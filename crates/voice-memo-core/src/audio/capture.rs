use crate::{
    audio::{CaptureQuality, CaptureSettings, Recorder},
    session::Completion,
};

use std::{
    fs::File,
    io::{self, BufWriter},
    path::Path,
    sync::{
        Arc, Mutex,
        atomic::{AtomicBool, Ordering},
    },
};

use cpal::{
    Device, SampleFormat, Stream, StreamConfig,
    traits::{DeviceTrait, StreamTrait},
};
use hound::{WavSpec, WavWriter};
use tracing::{debug, error, info, instrument, warn};

pub(crate) type WavFileWriter = WavWriter<BufWriter<File>>;

/// Captures the input device into a WAV file.
///
/// The file is created when the recorder is built. Samples are written from
/// the audio callback; [`Recorder::stop`] finalizes on a blocking task and
/// reports through the [`Completion`]. A stream error finalizes right away
/// and reports failure without waiting for a stop.
pub struct CpalRecorder {
    device: Device,
    config: StreamConfig,
    quality: CaptureQuality,
    stream: Option<Stream>,
    writer: Arc<Mutex<Option<WavFileWriter>>>,
    /// Set before the stream is dropped so a late callback writes nothing.
    shutdown: Arc<AtomicBool>,
    failed: Arc<AtomicBool>,
    completion: Arc<Mutex<Option<Completion>>>,
}

impl CpalRecorder {
    /// Binds a recorder for `device` to a new file at `path`.
    #[instrument(skip(device, completion))]
    pub fn new(
        device: Device,
        settings: &CaptureSettings,
        path: &Path,
        completion: Completion,
    ) -> io::Result<Self> {
        let config = capture_config(&device, settings)?;
        let writer = WavWriter::create(path, wav_spec(&config, settings.quality))
            .map_err(hound_to_io)?;

        info!(
            sample_rate = config.sample_rate,
            channels = config.channels,
            quality = ?settings.quality,
            "Recorder prepared"
        );

        Ok(Self {
            device,
            config,
            quality: settings.quality,
            stream: None,
            writer: Arc::new(Mutex::new(Some(writer))),
            shutdown: Arc::new(AtomicBool::new(false)),
            failed: Arc::new(AtomicBool::new(false)),
            completion: Arc::new(Mutex::new(Some(completion))),
        })
    }

    fn build_stream(&self) -> io::Result<Stream> {
        let writer = Arc::clone(&self.writer);
        let shutdown = Arc::clone(&self.shutdown);
        let write_failed = Arc::clone(&self.failed);
        let stream_failed = Arc::clone(&self.failed);
        let stream_shutdown = Arc::clone(&self.shutdown);
        let stream_writer = Arc::clone(&self.writer);
        let stream_completion = Arc::clone(&self.completion);
        let quality = self.quality;

        self.device
            .build_input_stream(
                &self.config,
                move |data: &[f32], _: &cpal::InputCallbackInfo| {
                    if shutdown.load(Ordering::Acquire) {
                        return;
                    }
                    let mut guard = writer.lock().unwrap_or_else(|e| {
                        error!("WAV writer lock poisoned, recovering: {}", e);
                        e.into_inner()
                    });
                    let Some(wav) = guard.as_mut() else {
                        return;
                    };
                    let written = match quality {
                        CaptureQuality::Standard => data
                            .iter()
                            .try_for_each(|&sample| wav.write_sample(f32_to_i16(sample))),
                        CaptureQuality::High => {
                            data.iter().try_for_each(|&sample| wav.write_sample(sample))
                        }
                    };
                    if let Err(e) = written
                        && !write_failed.swap(true, Ordering::AcqRel)
                    {
                        error!("Failed to write samples: {}", e);
                    }
                },
                move |err| {
                    error!("Audio input stream error: {}", err);
                    stream_failed.store(true, Ordering::Release);
                    stream_shutdown.store(true, Ordering::Release);
                    finish_capture(&stream_writer, &stream_completion, false);
                },
                None,
            )
            .map_err(|e| io::Error::other(format!("Failed to build input stream: {}", e)))
    }
}

impl Recorder for CpalRecorder {
    #[instrument(skip(self))]
    fn record(&mut self) -> io::Result<()> {
        if let Some(stream) = &self.stream {
            stream
                .play()
                .map_err(|e| io::Error::other(format!("Failed to resume capture: {}", e)))?;
            debug!("Capture resumed");
            return Ok(());
        }

        let stream = self.build_stream()?;
        stream
            .play()
            .map_err(|e| io::Error::other(format!("Failed to start capture: {}", e)))?;
        self.stream = Some(stream);

        info!("Capture started");

        Ok(())
    }

    #[instrument(skip(self))]
    fn pause(&mut self) -> io::Result<()> {
        if let Some(stream) = &self.stream {
            stream
                .pause()
                .map_err(|e| io::Error::other(format!("Failed to pause capture: {}", e)))?;
            debug!("Capture paused");
        }
        Ok(())
    }

    #[instrument(skip(self))]
    fn stop(&mut self) {
        self.shutdown.store(true, Ordering::Release);
        drop(self.stream.take());

        let writer = Arc::clone(&self.writer);
        let failed = Arc::clone(&self.failed);
        let completion = Arc::clone(&self.completion);

        let _finalizer = tokio::task::spawn_blocking(move || {
            finish_capture(&writer, &completion, !failed.load(Ordering::Acquire));
        });
    }
}

impl Drop for CpalRecorder {
    fn drop(&mut self) {
        self.shutdown.store(true, Ordering::Release);
        drop(self.stream.take());
    }
}

/// Finalizes the file and reports the outcome, at most once per recorder.
///
/// `healthy` is false when the stream already failed; the report is then a
/// failure even if the header is written.
pub(crate) fn finish_capture(
    writer: &Mutex<Option<WavFileWriter>>,
    slot: &Mutex<Option<Completion>>,
    healthy: bool,
) {
    let Some(completion) = slot.lock().unwrap_or_else(|e| e.into_inner()).take() else {
        return;
    };

    let taken = writer.lock().unwrap_or_else(|e| e.into_inner()).take();
    let finalized = match taken {
        Some(wav) => wav.finalize(),
        None => Ok(()),
    };
    if let Err(e) = &finalized {
        error!("Failed to finalize recording: {}", e);
    }

    let success = healthy && finalized.is_ok();
    info!(success, "Recording finalized");
    completion.finish(success);
}

/// Converts a float sample to 16-bit PCM, clamping out-of-range input.
pub(crate) fn f32_to_i16(sample: f32) -> i16 {
    (sample.clamp(-1.0, 1.0) * f32::from(i16::MAX)) as i16
}

pub(crate) fn hound_to_io(error: hound::Error) -> io::Error {
    match error {
        hound::Error::IoError(e) => e,
        other => io::Error::other(other.to_string()),
    }
}

fn wav_spec(config: &StreamConfig, quality: CaptureQuality) -> WavSpec {
    let (bits_per_sample, sample_format) = match quality {
        CaptureQuality::Standard => (16, hound::SampleFormat::Int),
        CaptureQuality::High => (32, hound::SampleFormat::Float),
    };

    WavSpec {
        channels: config.channels,
        sample_rate: config.sample_rate,
        bits_per_sample,
        sample_format,
    }
}

/// Picks an f32 input configuration matching `settings`, or the device default.
fn capture_config(device: &Device, settings: &CaptureSettings) -> io::Result<StreamConfig> {
    let ranges = device
        .supported_input_configs()
        .map_err(|e| io::Error::other(format!("Failed to query input configs: {}", e)))?;

    for range in ranges {
        if range.sample_format() == SampleFormat::F32
            && range.channels() == settings.channels
            && range.min_sample_rate() <= settings.sample_rate
            && settings.sample_rate <= range.max_sample_rate()
        {
            return Ok(range.with_sample_rate(settings.sample_rate).config());
        }
    }

    let fallback = device
        .default_input_config()
        .map_err(|e| io::Error::other(format!("Failed to get input config: {}", e)))?;

    warn!(
        requested_rate = settings.sample_rate,
        requested_channels = settings.channels,
        sample_rate = fallback.sample_rate(),
        channels = fallback.channels(),
        "Requested capture format unsupported, using device default"
    );

    Ok(fallback.config())
}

Task statement: All of the material above is to be retyped word for word.

Written answer:
filename crates/voice-memo-core/src/audio/capture.rs
use crate::{
    audio::{CaptureQuality, CaptureSettings, Recorder},
    session::Completion,
};

use std::{
    fs::File,
    io::{self, BufWriter},
    path::Path,
    sync::{
        Arc, Mutex,
        atomic::{AtomicBool, Ordering},
    },
};

use cpal::{
    Device, SampleFormat, Stream, StreamConfig,
    traits::{DeviceTrait, StreamTrait},
};
use hound::{WavSpec, WavWriter};
use tracing::{debug, error, info, instrument, warn};

pub(crate) type WavFileWriter = WavWriter<BufWriter<File>>;

/// Captures the input device into a WAV file.
///
/// The file is created when the recorder is built. Samples are written from
/// the audio callback; [`Recorder::stop`] finalizes on a blocking task and
/// reports through the [`Completion`]. A stream error finalizes right away
/// and reports failure without waiting for a stop.
pub struct CpalRecorder {
    device: Device,
    config: StreamConfig,
    quality: CaptureQuality,
    stream: Option<Stream>,
    writer: Arc<Mutex<Option<WavFileWriter>>>,
    /// Set before the stream is dropped so a late callback writes nothing.
    shutdown: Arc<AtomicBool>,
    failed: Arc<AtomicBool>,
    completion: Arc<Mutex<Option<Completion>>>,
}

impl CpalRecorder {
    /// Binds a recorder for `device` to a new file at `path`.
    #[instrument(skip(device, completion))]
    pub fn new(
        device: Device,
        settings: &CaptureSettings,
        path: &Path,
        completion: Completion,
    ) -> io::Result<Self> {
        let config = capture_config(&device, settings)?;
        let writer = WavWriter::create(path, wav_spec(&config, settings.quality))
            .map_err(hound_to_io)?;

        info!(
            sample_rate = config.sample_rate,
            channels = config.channels,
            quality = ?settings.quality,
            "Recorder prepared"
        );

        Ok(Self {
            device,
            config,
            quality: settings.quality,
            stream: None,
            writer: Arc::new(Mutex::new(Some(writer))),
            shutdown: Arc::new(AtomicBool::new(false)),
            failed: Arc::new(AtomicBool::new(false)),
            completion: Arc::new(Mutex::new(Some(completion))),
        })
    }

    fn build_stream(&self) -> io::Result<Stream> {
        let writer = Arc::clone(&self.writer);
        let shutdown = Arc::clone(&self.shutdown);
        let write_failed = Arc::clone(&self.failed);
        let stream_failed = Arc::clone(&self.failed);
        let stream_shutdown = Arc::clone(&self.shutdown);
        let stream_writer = Arc::clone(&self.writer);
        let stream_completion = Arc::clone(&self.completion);
        let quality = self.quality;

        self.device
            .build_input_stream(
                &self.config,
                move |data: &[f32], _: &cpal::InputCallbackInfo| {
                    if shutdown.load(Ordering::Acquire) {
                        return;
                    }
                    let mut guard = writer.lock().unwrap_or_else(|e| {
                        error!("WAV writer lock poisoned, recovering: {}", e);
                        e.into_inner()
                    });
                    let Some(wav) = guard.as_mut() else {
                        return;
                    };
                    let written = match quality {
                        CaptureQuality::Standard => data
                            .iter()
                            .try_for_each(|&sample| wav.write_sample(f32_to_i16(sample))),
                        CaptureQuality::High => {
                            data.iter().try_for_each(|&sample| wav.write_sample(sample))
                        }
                    };
                    if let Err(e) = written
                        && !write_failed.swap(true, Ordering::AcqRel)
                    {
                        error!("Failed to write samples: {}", e);
                    }
                },
                move |err| {
                    error!("Audio input stream error: {}", err);
                    stream_failed.store(true, Ordering::Release);
                    stream_shutdown.store(true, Ordering::Release);
                    finish_capture(&stream_writer, &stream_completion, false);
                },
                None,
            )
            .map_err(|e| io::Error::other(format!("Failed to build input stream: {}", e)))
    }
}

impl Recorder for CpalRecorder {
    #[instrument(skip(self))]
    fn record(&mut self) -> io::Result<()> {
        if let Some(stream) = &self.stream {
            stream
                .play()
                .map_err(|e| io::Error::other(format!("Failed to resume capture: {}", e)))?;
            debug!("Capture resumed");
            return Ok(());
        }

        let stream = self.build_stream()?;
        stream
            .play()
            .map_err(|e| io::Error::other(format!("Failed to start capture: {}", e)))?;
        self.stream = Some(stream);

        info!("Capture started");

        Ok(())
    }

    #[instrument(skip(self))]
    fn pause(&mut self) -> io::Result<()> {
        if let Some(stream) = &self.stream {
            stream
                .pause()
                .map_err(|e| io::Error::other(format!("Failed to pause capture: {}", e)))?;
            debug!("Capture paused");
        }
        Ok(())
    }

    #[instrument(skip(self))]
    fn stop(&mut self) {
        self.shutdown.store(true, Ordering::Release);
        drop(self.stream.take());

        let writer = Arc::clone(&self.writer);
        let failed = Arc::clone(&self.failed);
        let completion = Arc::clone(&self.completion);

        let _finalizer = tokio::task::spawn_blocking(move || {
            finish_capture(&writer, &completion, !failed.load(Ordering::Acquire));
        });
    }
}

impl Drop for CpalRecorder {
    fn drop(&mut self) {
        self.shutdown.store(true, Ordering::Release);
        drop(self.stream.take());
    }
}

/// Finalizes the file and reports the outcome, at most once per recorder.
///
/// `healthy` is false when the stream already failed; the report is then a
/// failure even if the header is written.
pub(crate) fn finish_capture(
    writer: &Mutex<Option<WavFileWriter>>,
    slot: &Mutex<Option<Completion>>,
    healthy: bool,
) {
    let Some(completion) = slot.lock().unwrap_or_else(|e| e.into_inner()).take() else {
        return;
    };

    let taken = writer.lock().unwrap_or_else(|e| e.into_inner()).take();
    let finalized = match taken {
        Some(wav) => wav.finalize(),
        None => Ok(()),
    };
    if let Err(e) = &finalized {
        error!("Failed to finalize recording: {}", e);
    }

    let success = healthy && finalized.is_ok();
    info!(success, "Recording finalized");
    completion.finish(success);
}

/// Converts a float sample to 16-bit PCM, clamping out-of-range input.
pub(crate) fn f32_to_i16(sample: f32) -> i16 {
    (sample.clamp(-1.0, 1.0) * f32::from(i16::MAX)) as i16
}

pub(crate) fn hound_to_io(error: hound::Error) -> io::Error {
    match error {
        hound::Error::IoError(e) => e,
        other => io::Error::other(other.to_string()),
    }
}

fn wav_spec(config: &StreamConfig, quality: CaptureQuality) -> WavSpec {
    let (bits_per_sample, sample_format) = match quality {
        CaptureQuality::Standard => (16, hound::SampleFormat::Int),
        CaptureQuality::High => (32, hound::SampleFormat::Float),
    };

    WavSpec {
        channels: config.channels,
        sample_rate: config.sample_rate,
        bits_per_sample,
        sample_format,
    }
}

/// Picks an f32 input configuration matching `settings`, or the device default.
fn capture_config(device: &Device, settings: &CaptureSettings) -> io::Result<StreamConfig> {
    let ranges = device
        .supported_input_configs()
        .map_err(|e| io::Error::other(format!("Failed to query input configs: {}", e)))?;

    for range in ranges {
        if range.sample_format() == SampleFormat::F32
            && range.channels() == settings.channels
            && range.min_sample_rate() <= settings.sample_rate
            && settings.sample_rate <= range.max_sample_rate()
        {
            return Ok(range.with_sample_rate(settings.sample_rate).config());
        }
    }

    let fallback = device
        .default_input_config()
        .map_err(|e| io::Error::other(format!("Failed to get input config: {}", e)))?;

    warn!(
        requested_rate = settings.sample_rate,
        requested_channels = settings.channels,
        sample_rate = fallback.sample_rate(),
        channels = fallback.channels(),
        "Requested capture format unsupported, using device default"
    );

    Ok(fallback.config())
}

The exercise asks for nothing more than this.